### ASSIGNMENT
Go line by line through the listing below and copy those that hold "bits".

### RECORDS FOR THE EXERCISE

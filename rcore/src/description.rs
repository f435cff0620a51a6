use std::rc::Rc;

use encoding_rs::Encoding;

use crate::flags::FlagSpecification;
use crate::id::BlockId;
use crate::value::{ByteOrder, Interpreted};

#[derive(Debug, Clone, Copy, PartialEq, Eq, Hash)]
pub enum PhysicalType {
    Container,
    Header,
    Footer,
    Field,
    FieldBasedPayload,
    ContainerBasedPayload,
}

impl PhysicalType {
    pub fn is_payload(&self) -> bool {
        matches!(
            self,
            PhysicalType::FieldBasedPayload | PhysicalType::ContainerBasedPayload
        )
    }
}

#[derive(Debug, Clone, Copy, PartialEq, Eq, Hash, Default)]
pub enum FieldType {
    #[default]
    Binary,
    UnsignedNumeric,
    SignedNumeric,
    String,
    Enumerated,
    Flags,
}

#[derive(Debug, Clone, Copy, PartialEq, Eq, Hash)]
pub enum FieldFunctionKind {
    SizeOf,
    SummedSizeOf,
    CountOf,
    PresenceOf,
    ByteOrderOf,
    CharacterEncodingOf,
    IdOf,
}

/// A relationship where the interpreted value of one field determines a
/// property of the target blocks.
#[derive(Debug, Clone, PartialEq)]
pub enum FieldFunction {
    SizeOf(Vec<BlockId>),
    /// The value is the size of all targets together.
    SummedSizeOf(Vec<BlockId>),
    CountOf(Vec<BlockId>),
    /// The target is present iff the named flag of this field has the value.
    PresenceOf {
        targets: Vec<BlockId>,
        flag_name: String,
        flag_value: u64,
    },
    ByteOrderOf(Vec<BlockId>),
    CharacterEncodingOf(Vec<BlockId>),
    IdOf(Vec<BlockId>),
}

impl FieldFunction {
    pub fn kind(&self) -> FieldFunctionKind {
        match self {
            FieldFunction::SizeOf(_) => FieldFunctionKind::SizeOf,
            FieldFunction::SummedSizeOf(_) => FieldFunctionKind::SummedSizeOf,
            FieldFunction::CountOf(_) => FieldFunctionKind::CountOf,
            FieldFunction::PresenceOf { .. } => FieldFunctionKind::PresenceOf,
            FieldFunction::ByteOrderOf(_) => FieldFunctionKind::ByteOrderOf,
            FieldFunction::CharacterEncodingOf(_) => FieldFunctionKind::CharacterEncodingOf,
            FieldFunction::IdOf(_) => FieldFunctionKind::IdOf,
        }
    }

    pub fn targets(&self) -> &[BlockId] {
        match self {
            FieldFunction::SizeOf(t)
            | FieldFunction::SummedSizeOf(t)
            | FieldFunction::CountOf(t)
            | FieldFunction::ByteOrderOf(t)
            | FieldFunction::CharacterEncodingOf(t)
            | FieldFunction::IdOf(t) => t,
            FieldFunction::PresenceOf { targets, .. } => targets,
        }
    }
}

/// Fixed byte pattern at a position relative to the container start, or
/// relative to the container end for footer keys (negative delta).
#[derive(Debug, Clone, PartialEq, Eq)]
pub struct MagicKey {
    pub bytes: Vec<u8>,
    pub bit_length: u64,
    pub delta_offset: i64,
}

impl MagicKey {
    pub fn new(bytes: &[u8], delta_offset: i64) -> Self {
        MagicKey {
            bytes: bytes.to_vec(),
            bit_length: bytes.len() as u64 * 8,
            delta_offset,
        }
    }

    pub fn with_bit_length(bytes: &[u8], bit_length: u64, delta_offset: i64) -> Self {
        MagicKey {
            bytes: bytes.to_vec(),
            bit_length,
            delta_offset,
        }
    }

    pub fn byte_length(&self) -> u64 {
        self.bit_length.div_ceil(8)
    }

    /// Compares the leading `bit_length` bits, a trailing partial byte is
    /// compared on its most significant bits only.
    pub fn matches(&self, data: &[u8]) -> bool {
        let len = self.byte_length() as usize;
        if data.len() < len || self.bytes.len() < len {
            return false;
        }

        let full = (self.bit_length / 8) as usize;
        if data[..full] != self.bytes[..full] {
            return false;
        }

        let rest = (self.bit_length % 8) as u32;
        if rest == 0 {
            return true;
        }

        let mask = 0xffu8 << (8 - rest);
        (data[full] & mask) == (self.bytes[full] & mask)
    }
}

#[derive(Debug, Clone, PartialEq, Default)]
pub struct FieldProperties {
    pub field_type: FieldType,
    pub default_value: Option<Interpreted>,
    /// Interpreted name to its binary encoding, in declaration order.
    pub enumerated: Vec<(String, Vec<u8>)>,
    pub byte_order: Option<ByteOrder>,
    pub character_encoding: Option<&'static Encoding>,
    pub flag_specification: Option<Rc<FlagSpecification>>,
    pub termination_character: Option<char>,
    pub functions: Vec<FieldFunction>,
}

impl FieldProperties {
    pub fn new(field_type: FieldType) -> Self {
        FieldProperties {
            field_type,
            ..Default::default()
        }
    }

    pub fn function(&self, kind: FieldFunctionKind) -> Option<&FieldFunction> {
        self.functions.iter().find(|f| f.kind() == kind)
    }
}

#[derive(Debug, Clone, PartialEq)]
pub struct BlockDescription {
    pub id: BlockId,
    pub name: String,
    pub physical_type: PhysicalType,
    pub children: Vec<BlockId>,
    pub field: Option<FieldProperties>,
    pub min_occurrences: u64,
    pub max_occurrences: u64,
    pub min_size: u64,
    pub max_size: Option<u64>,
    /// Offset from the container start, only set when it is the same for
    /// every instance.
    pub byte_offset: Option<u64>,
    pub header_magic_keys: Vec<MagicKey>,
    pub footer_magic_keys: Vec<MagicKey>,
    pub generic: bool,
    pub id_field: Option<BlockId>,
}

impl BlockDescription {
    pub fn new(id: BlockId, physical_type: PhysicalType) -> Self {
        let field = match physical_type {
            PhysicalType::Field => Some(FieldProperties::default()),
            _ => None,
        };

        BlockDescription {
            name: id.local_id().to_string(),
            id,
            physical_type,
            children: Vec::new(),
            field,
            min_occurrences: 1,
            max_occurrences: 1,
            min_size: 0,
            max_size: None,
            byte_offset: None,
            header_magic_keys: Vec::new(),
            footer_magic_keys: Vec::new(),
            generic: false,
            id_field: None,
        }
    }

    pub fn fixed_size(&self) -> Option<u64> {
        match self.max_size {
            Some(max) if max == self.min_size => Some(max),
            _ => None,
        }
    }

    pub fn has_fixed_occurrences(&self) -> bool {
        self.min_occurrences == self.max_occurrences
    }

    pub fn is_optional(&self) -> bool {
        self.min_occurrences == 0 && self.max_occurrences == 1
    }

    pub fn field_type(&self) -> Option<FieldType> {
        self.field.as_ref().map(|f| f.field_type)
    }

    pub fn function(&self, kind: FieldFunctionKind) -> Option<&FieldFunction> {
        self.field.as_ref().and_then(|f| f.function(kind))
    }

    fn props(&mut self) -> &mut FieldProperties {
        self.field.get_or_insert_with(FieldProperties::default)
    }

    pub fn name(&mut self, name: &str) -> &mut Self {
        self.name = name.to_string();
        self
    }

    pub fn occurrences(&mut self, min: u64, max: u64) -> &mut Self {
        self.min_occurrences = min;
        self.max_occurrences = max;
        self
    }

    pub fn fixed(&mut self, size: u64) -> &mut Self {
        self.min_size = size;
        self.max_size = Some(size);
        self
    }

    pub fn size_range(&mut self, min: u64, max: Option<u64>) -> &mut Self {
        self.min_size = min;
        self.max_size = max;
        self
    }

    pub fn header_key(&mut self, key: MagicKey) -> &mut Self {
        self.header_magic_keys.push(key);
        self
    }

    pub fn footer_key(&mut self, key: MagicKey) -> &mut Self {
        self.footer_magic_keys.push(key);
        self
    }

    pub fn generic(&mut self) -> &mut Self {
        self.generic = true;
        self
    }

    pub fn byte_order(&mut self, order: ByteOrder) -> &mut Self {
        self.props().byte_order = Some(order);
        self
    }

    pub fn encoding(&mut self, encoding: &'static Encoding) -> &mut Self {
        self.props().character_encoding = Some(encoding);
        self
    }

    pub fn terminator(&mut self, c: char) -> &mut Self {
        self.props().termination_character = Some(c);
        self
    }

    pub fn enumerated(&mut self, name: &str, bytes: &[u8]) -> &mut Self {
        self.props().enumerated.push((name.to_string(), bytes.to_vec()));
        self
    }

    pub fn default_value(&mut self, value: Interpreted) -> &mut Self {
        self.props().default_value = Some(value);
        self
    }

    pub fn flags(&mut self, spec: FlagSpecification) -> &mut Self {
        self.props().flag_specification = Some(Rc::new(spec));
        self
    }

    pub fn add_function(&mut self, function: FieldFunction) -> &mut Self {
        self.props().functions.push(function);
        self
    }
}

#[cfg(test)]
mod test_magic_key {
    use super::*;

    #[test]
    fn whole_bytes() {
        let key = MagicKey::new(b"TAG", 0);

        assert_eq!(key.byte_length(), 3);
        assert!(key.matches(b"TAGxyz"));
        assert!(!key.matches(b"TAX"));
        assert!(!key.matches(b"TA"));
    }

    #[test]
    fn partial_byte() {
        // 11 bits: 0xFF then the top 3 bits of 0xE0, the MPEG frame sync
        let key = MagicKey::with_bit_length(&[0xff, 0xe0], 11, 0);

        assert_eq!(key.byte_length(), 2);
        assert!(key.matches(&[0xff, 0xfb]));
        assert!(key.matches(&[0xff, 0xe0]));
        assert!(!key.matches(&[0xff, 0xc0]));
    }
}

#[cfg(test)]
mod test_block_description {
    use super::*;

    #[test]
    fn fixed_and_variable_size() {
        let mut desc = BlockDescription::new(BlockId::new("t", "t.h.f"), PhysicalType::Field);

        assert_eq!(desc.fixed_size(), None);
        desc.fixed(4);
        assert_eq!(desc.fixed_size(), Some(4));
        desc.size_range(1, Some(4));
        assert_eq!(desc.fixed_size(), None);
    }

    #[test]
    fn function_lookup() {
        let target = BlockId::new("t", "t.payload");
        let mut desc = BlockDescription::new(BlockId::new("t", "t.h.len"), PhysicalType::Field);
        desc.add_function(FieldFunction::SizeOf(vec![target.clone()]));

        let f = desc.function(FieldFunctionKind::SizeOf).unwrap();
        assert_eq!(f.targets(), &[target]);
        assert!(desc.function(FieldFunctionKind::CountOf).is_none());
    }
}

### EXPECTED ANSWER
    /// Compares the leading `bit_length` bits, a trailing partial byte is
    /// compared on its most significant bits only.
        // 11 bits: 0xFF then the top 3 bits of 0xE0, the MPEG frame sync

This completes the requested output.